WHAT IS BEING ASKED
Please return every line of the records that contains the word "bool".

STORED DATA
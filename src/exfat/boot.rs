// Main boot sector, only the volume parameters a reader needs

use core::mem;

use crate::endian::Little as LE;

#[derive(Copy, Clone, Debug)]
#[repr(C)]
pub(crate) struct BootSector {
    pub jump_boot: [u8; 3],
    pub filesystem_name: [u8; 8],
    _must_be_zero: [u8; 53],
    pub partition_offset: LE<u64>, // shall ignore when 0
    pub volume_length: LE<u64>,
    pub fat_offset: LE<u32>,          // unit sector
    pub fat_length: LE<u32>,          // unit sector
    pub cluster_heap_offset: LE<u32>, // unit sector
    pub cluster_count: LE<u32>,
    pub first_cluster_of_root_directory: LE<u32>,
    pub volume_serial_number: LE<u32>,
    pub filesystem_revision: LE<u16>,
    pub volume_flags: LE<u16>,
    pub bytes_per_sector_shift: u8, // [9..=12]
    pub sectors_per_cluster_shift: u8,
    pub number_of_fats: u8,
    pub drive_select: u8,
    pub percent_inuse: u8,
    _reserved: [u8; 7],
    pub bootcode: [u8; 390],
    pub boot_signature: [u8; 2],
}

impl BootSector {
    pub fn from_bytes(bytes: &[u8]) -> Option<Self> {
        let bytes: [u8; 512] = bytes.get(..512)?.try_into().ok()?;
        Some(unsafe { mem::transmute::<[u8; 512], Self>(bytes) })
    }

    pub fn is_exfat(&self) -> bool {
        self.jump_boot == hex!("EB 76 90") && &self.filesystem_name == b"EXFAT   "
    }

    /// Sector size 512 ~ 4096 and cluster size up to 32MB
    pub fn has_sane_geometry(&self) -> bool {
        let shift = self.bytes_per_sector_shift;
        (9..=12).contains(&shift) && self.sectors_per_cluster_shift <= 25 - shift
    }
}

OUTPUT
    pub fn is_exfat(&self) -> bool {
    pub fn has_sane_geometry(&self) -> bool {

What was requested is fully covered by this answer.